//! Thrift compact protocol codec, as spoken by graphd.
//!
//! Protocol version 2 writes doubles big-endian; version 1 peers send them
//! little-endian, so the decoder follows the version of the message it reads.

use bytes::{Buf, BufMut, Bytes, BytesMut};

pub const PROTOCOL_ID: u8 = 0x82;
pub const VERSION: u8 = 2;
const VERSION_MASK: u8 = 0x1f;
const TYPE_SHIFT: u8 = 5;
const MAX_DEPTH: usize = 64;

/// Compact wire type ids.
pub mod wire {
    pub const STOP: u8 = 0;
    pub const BOOL_TRUE: u8 = 1;
    pub const BOOL_FALSE: u8 = 2;
    pub const BYTE: u8 = 3;
    pub const I16: u8 = 4;
    pub const I32: u8 = 5;
    pub const I64: u8 = 6;
    pub const DOUBLE: u8 = 7;
    pub const BINARY: u8 = 8;
    pub const LIST: u8 = 9;
    pub const SET: u8 = 10;
    pub const MAP: u8 = 11;
    pub const STRUCT: u8 = 12;
    pub const FLOAT: u8 = 13;
}

#[derive(Debug, Clone, Copy, PartialEq, Eq)]
pub enum MessageType {
    Call = 1,
    Reply = 2,
    Exception = 3,
    Oneway = 4,
}

impl MessageType {
    fn from_bits(bits: u8) -> Option<Self> {
        match bits {
            1 => Some(Self::Call),
            2 => Some(Self::Reply),
            3 => Some(Self::Exception),
            4 => Some(Self::Oneway),
            _ => None,
        }
    }
}

#[derive(Debug, Clone, PartialEq, Eq, thiserror::Error)]
pub enum ProtocolError {
    #[error("unexpected end of message")]
    Eof,

    #[error("bad protocol id {0:#04x}")]
    BadProtocolId(u8),

    #[error("unknown message type {0}")]
    BadMessageType(u8),

    #[error("unknown wire type {0}")]
    BadWireType(u8),

    #[error("expected wire type {expected}, found {found}")]
    UnexpectedType { expected: u8, found: u8 },

    #[error("varint longer than 64 bits")]
    VarintOverflow,

    #[error("length {0} exceeds the remaining input")]
    BadLength(u64),

    #[error("nesting deeper than {}", MAX_DEPTH)]
    TooDeep,
}

#[derive(Debug, Clone, PartialEq, Eq)]
pub struct MessageHeader {
    pub name: String,
    pub kind: MessageType,
    pub seq: i32,
}

fn zigzag(n: i64) -> u64 {
    ((n << 1) ^ (n >> 63)) as u64
}

fn unzigzag(n: u64) -> i64 {
    ((n >> 1) as i64) ^ -((n & 1) as i64)
}

// ── Encoding ─────────────────────────────────────────────────────

/// Writes one message. Struct and field bookkeeping is the caller's:
/// every `struct_begin`/`field_struct_begin` needs its `struct_end`.
pub struct Encoder {
    buf: BytesMut,
    last_field: i16,
    stack: Vec<i16>,
}

impl Encoder {
    pub fn message(name: &str, kind: MessageType, seq: i32) -> Self {
        let mut enc = Self {
            buf: BytesMut::with_capacity(64 + name.len()),
            last_field: 0,
            stack: Vec::new(),
        };
        enc.buf.put_u8(PROTOCOL_ID);
        enc.buf.put_u8((VERSION & VERSION_MASK) | ((kind as u8) << TYPE_SHIFT));
        enc.varint(u64::from(seq as u32));
        enc.write_binary(name.as_bytes());
        enc
    }

    pub fn into_bytes(self) -> Bytes {
        self.buf.freeze()
    }

    pub fn struct_begin(&mut self) {
        self.stack.push(self.last_field);
        self.last_field = 0;
    }

    pub fn struct_end(&mut self) {
        self.buf.put_u8(wire::STOP);
        self.last_field = self.stack.pop().unwrap_or(0);
    }

    pub fn field_begin(&mut self, id: i16, ty: u8) {
        let delta = i32::from(id) - i32::from(self.last_field);
        if (1..=15).contains(&delta) {
            self.buf.put_u8(((delta as u8) << 4) | ty);
        } else {
            self.buf.put_u8(ty);
            self.varint(zigzag(i64::from(id)));
        }
        self.last_field = id;
    }

    pub fn field_struct_begin(&mut self, id: i16) {
        self.field_begin(id, wire::STRUCT);
        self.struct_begin();
    }

    pub fn field_bool(&mut self, id: i16, value: bool) {
        self.field_begin(id, if value { wire::BOOL_TRUE } else { wire::BOOL_FALSE });
    }

    pub fn field_i32(&mut self, id: i16, value: i32) {
        self.field_begin(id, wire::I32);
        self.write_i32(value);
    }

    pub fn field_i64(&mut self, id: i16, value: i64) {
        self.field_begin(id, wire::I64);
        self.write_i64(value);
    }

    pub fn field_double(&mut self, id: i16, value: f64) {
        self.field_begin(id, wire::DOUBLE);
        self.write_double(value);
    }

    pub fn field_binary(&mut self, id: i16, value: &[u8]) {
        self.field_begin(id, wire::BINARY);
        self.write_binary(value);
    }

    pub fn list_begin(&mut self, elem: u8, len: usize) {
        if len < 15 {
            self.buf.put_u8(((len as u8) << 4) | elem);
        } else {
            self.buf.put_u8(0xf0 | elem);
            self.varint(len as u64);
        }
    }

    pub fn map_begin(&mut self, key: u8, value: u8, len: usize) {
        self.varint(len as u64);
        if len > 0 {
            self.buf.put_u8((key << 4) | value);
        }
    }

    pub fn write_bool(&mut self, value: bool) {
        self.buf.put_u8(if value { wire::BOOL_TRUE } else { wire::BOOL_FALSE });
    }

    pub fn write_byte(&mut self, value: i8) {
        self.buf.put_i8(value);
    }

    pub fn write_i16(&mut self, value: i16) {
        self.varint(zigzag(i64::from(value)));
    }

    pub fn write_i32(&mut self, value: i32) {
        self.varint(zigzag(i64::from(value)));
    }

    pub fn write_i64(&mut self, value: i64) {
        self.varint(zigzag(value));
    }

    pub fn write_double(&mut self, value: f64) {
        self.buf.put_f64(value);
    }

    pub fn write_binary(&mut self, value: &[u8]) {
        self.varint(value.len() as u64);
        self.buf.put_slice(value);
    }

    fn varint(&mut self, mut n: u64) {
        while n >= 0x80 {
            self.buf.put_u8((n as u8 & 0x7f) | 0x80);
            n >>= 7;
        }
        self.buf.put_u8(n as u8);
    }
}

// ── Decoding ─────────────────────────────────────────────────────

pub struct Decoder {
    buf: Bytes,
    version: u8,
    last_field: i16,
    stack: Vec<i16>,
    depth: usize,
    pending_bool: Option<bool>,
}

impl Decoder {
    pub fn new(buf: Bytes) -> Self {
        Self {
            buf,
            version: VERSION,
            last_field: 0,
            stack: Vec::new(),
            depth: 0,
            pending_bool: None,
        }
    }

    pub fn remaining(&self) -> usize {
        self.buf.remaining()
    }

    pub fn message_header(&mut self) -> Result<MessageHeader, ProtocolError> {
        let id = self.u8()?;
        if id != PROTOCOL_ID {
            return Err(ProtocolError::BadProtocolId(id));
        }
        let version_and_type = self.u8()?;
        self.version = version_and_type & VERSION_MASK;
        let bits = version_and_type >> TYPE_SHIFT;
        let kind = MessageType::from_bits(bits).ok_or(ProtocolError::BadMessageType(bits))?;
        let seq = self.varint()? as u32 as i32;
        let name = self.read_string()?;
        Ok(MessageHeader { name, kind, seq })
    }

    pub fn struct_begin(&mut self) -> Result<(), ProtocolError> {
        if self.stack.len() + self.depth >= MAX_DEPTH {
            return Err(ProtocolError::TooDeep);
        }
        self.stack.push(self.last_field);
        self.last_field = 0;
        Ok(())
    }

    pub fn struct_end(&mut self) {
        self.last_field = self.stack.pop().unwrap_or(0);
    }

    /// The next field's id and wire type, or `None` at the end of the struct.
    pub fn field(&mut self) -> Result<Option<(i16, u8)>, ProtocolError> {
        let byte = self.u8()?;
        if byte == wire::STOP {
            return Ok(None);
        }
        let ty = byte & 0x0f;
        let delta = i16::from(byte >> 4);
        let id = if delta == 0 {
            self.read_i16()?
        } else {
            self.last_field.wrapping_add(delta)
        };
        self.last_field = id;
        match ty {
            wire::BOOL_TRUE => self.pending_bool = Some(true),
            wire::BOOL_FALSE => self.pending_bool = Some(false),
            _ => {}
        }
        Ok(Some((id, ty)))
    }

    /// Element type and length of a list or set.
    pub fn list_begin(&mut self) -> Result<(u8, usize), ProtocolError> {
        let byte = self.u8()?;
        let short = u64::from(byte >> 4);
        let len = if short == 15 { self.varint()? } else { short };
        Ok((byte & 0x0f, self.checked_len(len)?))
    }

    /// Key type, value type and length of a map.
    pub fn map_begin(&mut self) -> Result<(u8, u8, usize), ProtocolError> {
        let len = self.varint()?;
        if len == 0 {
            return Ok((0, 0, 0));
        }
        let types = self.u8()?;
        Ok((types >> 4, types & 0x0f, self.checked_len(len)?))
    }

    pub fn read_bool(&mut self) -> Result<bool, ProtocolError> {
        match self.pending_bool.take() {
            Some(value) => Ok(value),
            None => Ok(self.u8()? == wire::BOOL_TRUE),
        }
    }

    pub fn read_byte(&mut self) -> Result<i8, ProtocolError> {
        Ok(self.u8()? as i8)
    }

    pub fn read_i16(&mut self) -> Result<i16, ProtocolError> {
        Ok(unzigzag(self.varint()?) as i16)
    }

    pub fn read_i32(&mut self) -> Result<i32, ProtocolError> {
        Ok(unzigzag(self.varint()?) as i32)
    }

    pub fn read_i64(&mut self) -> Result<i64, ProtocolError> {
        Ok(unzigzag(self.varint()?))
    }

    pub fn read_double(&mut self) -> Result<f64, ProtocolError> {
        self.need(8)?;
        Ok(if self.version >= 2 {
            self.buf.get_f64()
        } else {
            self.buf.get_f64_le()
        })
    }

    pub fn read_float(&mut self) -> Result<f32, ProtocolError> {
        self.need(4)?;
        Ok(if self.version >= 2 {
            self.buf.get_f32()
        } else {
            self.buf.get_f32_le()
        })
    }

    pub fn read_binary(&mut self) -> Result<Bytes, ProtocolError> {
        let len = self.varint()?;
        let len = self.checked_len(len)?;
        Ok(self.buf.split_to(len))
    }

    /// A binary field as text; invalid UTF-8 is replaced.
    pub fn read_string(&mut self) -> Result<String, ProtocolError> {
        Ok(String::from_utf8_lossy(&self.read_binary()?).into_owned())
    }

    /// Expect `expected` as the element type of a list that has elements.
    pub fn expect_elements(&self, expected: u8, found: u8, len: usize) -> Result<(), ProtocolError> {
        if len > 0 && found != expected {
            return Err(ProtocolError::UnexpectedType { expected, found });
        }
        Ok(())
    }

    /// Consume one value of wire type `ty`.
    pub fn skip(&mut self, ty: u8) -> Result<(), ProtocolError> {
        match ty {
            wire::BOOL_TRUE | wire::BOOL_FALSE => {
                self.read_bool()?;
            }
            wire::BYTE => {
                self.u8()?;
            }
            wire::I16 | wire::I32 | wire::I64 => {
                self.varint()?;
            }
            wire::DOUBLE => self.advance(8)?,
            wire::FLOAT => self.advance(4)?,
            wire::BINARY => {
                self.read_binary()?;
            }
            wire::LIST | wire::SET => {
                let (elem, len) = self.list_begin()?;
                self.nested(|d| (0..len).try_for_each(|_| d.skip(elem)))?;
            }
            wire::MAP => {
                let (key, value, len) = self.map_begin()?;
                self.nested(|d| {
                    (0..len).try_for_each(|_| {
                        d.skip(key)?;
                        d.skip(value)
                    })
                })?;
            }
            wire::STRUCT => {
                self.struct_begin()?;
                while let Some((_, field_ty)) = self.field()? {
                    self.skip(field_ty)?;
                }
                self.struct_end();
            }
            other => return Err(ProtocolError::BadWireType(other)),
        }
        Ok(())
    }

    fn nested(
        &mut self,
        body: impl FnOnce(&mut Self) -> Result<(), ProtocolError>,
    ) -> Result<(), ProtocolError> {
        if self.stack.len() + self.depth >= MAX_DEPTH {
            return Err(ProtocolError::TooDeep);
        }
        self.depth += 1;
        let result = body(self);
        self.depth -= 1;
        result
    }

    fn u8(&mut self) -> Result<u8, ProtocolError> {
        self.need(1)?;
        Ok(self.buf.get_u8())
    }

    fn need(&self, n: usize) -> Result<(), ProtocolError> {
        if self.buf.remaining() < n {
            Err(ProtocolError::Eof)
        } else {
            Ok(())
        }
    }

    fn advance(&mut self, n: usize) -> Result<(), ProtocolError> {
        self.need(n)?;
        self.buf.advance(n);
        Ok(())
    }

    // Every element takes at least one byte, so no honest length exceeds
    // what is left of the message.
    fn checked_len(&self, len: u64) -> Result<usize, ProtocolError> {
        if len > self.buf.remaining() as u64 {
            Err(ProtocolError::BadLength(len))
        } else {
            Ok(len as usize)
        }
    }

    fn varint(&mut self) -> Result<u64, ProtocolError> {
        let mut out = 0u64;
        let mut shift = 0;
        loop {
            let byte = self.u8()?;
            out |= u64::from(byte & 0x7f) << shift;
            if byte & 0x80 == 0 {
                return Ok(out);
            }
            shift += 7;
            if shift > 63 {
                return Err(ProtocolError::VarintOverflow);
            }
        }
    }
}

..............................

Output the lines above between the one holding "return Err(ProtocolError::BadProtocolId(id));" and the one holding "let short = u64::from(byte >> 4);", inclusive, with nothing before or after them.

            return Err(ProtocolError::BadProtocolId(id));
        }
        let version_and_type = self.u8()?;
        self.version = version_and_type & VERSION_MASK;
        let bits = version_and_type >> TYPE_SHIFT;
        let kind = MessageType::from_bits(bits).ok_or(ProtocolError::BadMessageType(bits))?;
        let seq = self.varint()? as u32 as i32;
        let name = self.read_string()?;
        Ok(MessageHeader { name, kind, seq })
    }

    pub fn struct_begin(&mut self) -> Result<(), ProtocolError> {
        if self.stack.len() + self.depth >= MAX_DEPTH {
            return Err(ProtocolError::TooDeep);
        }
        self.stack.push(self.last_field);
        self.last_field = 0;
        Ok(())
    }

    pub fn struct_end(&mut self) {
        self.last_field = self.stack.pop().unwrap_or(0);
    }

    /// The next field's id and wire type, or `None` at the end of the struct.
    pub fn field(&mut self) -> Result<Option<(i16, u8)>, ProtocolError> {
        let byte = self.u8()?;
        if byte == wire::STOP {
            return Ok(None);
        }
        let ty = byte & 0x0f;
        let delta = i16::from(byte >> 4);
        let id = if delta == 0 {
            self.read_i16()?
        } else {
            self.last_field.wrapping_add(delta)
        };
        self.last_field = id;
        match ty {
            wire::BOOL_TRUE => self.pending_bool = Some(true),
            wire::BOOL_FALSE => self.pending_bool = Some(false),
            _ => {}
        }
        Ok(Some((id, ty)))
    }

    /// Element type and length of a list or set.
    pub fn list_begin(&mut self) -> Result<(u8, usize), ProtocolError> {
        let byte = self.u8()?;
        let short = u64::from(byte >> 4);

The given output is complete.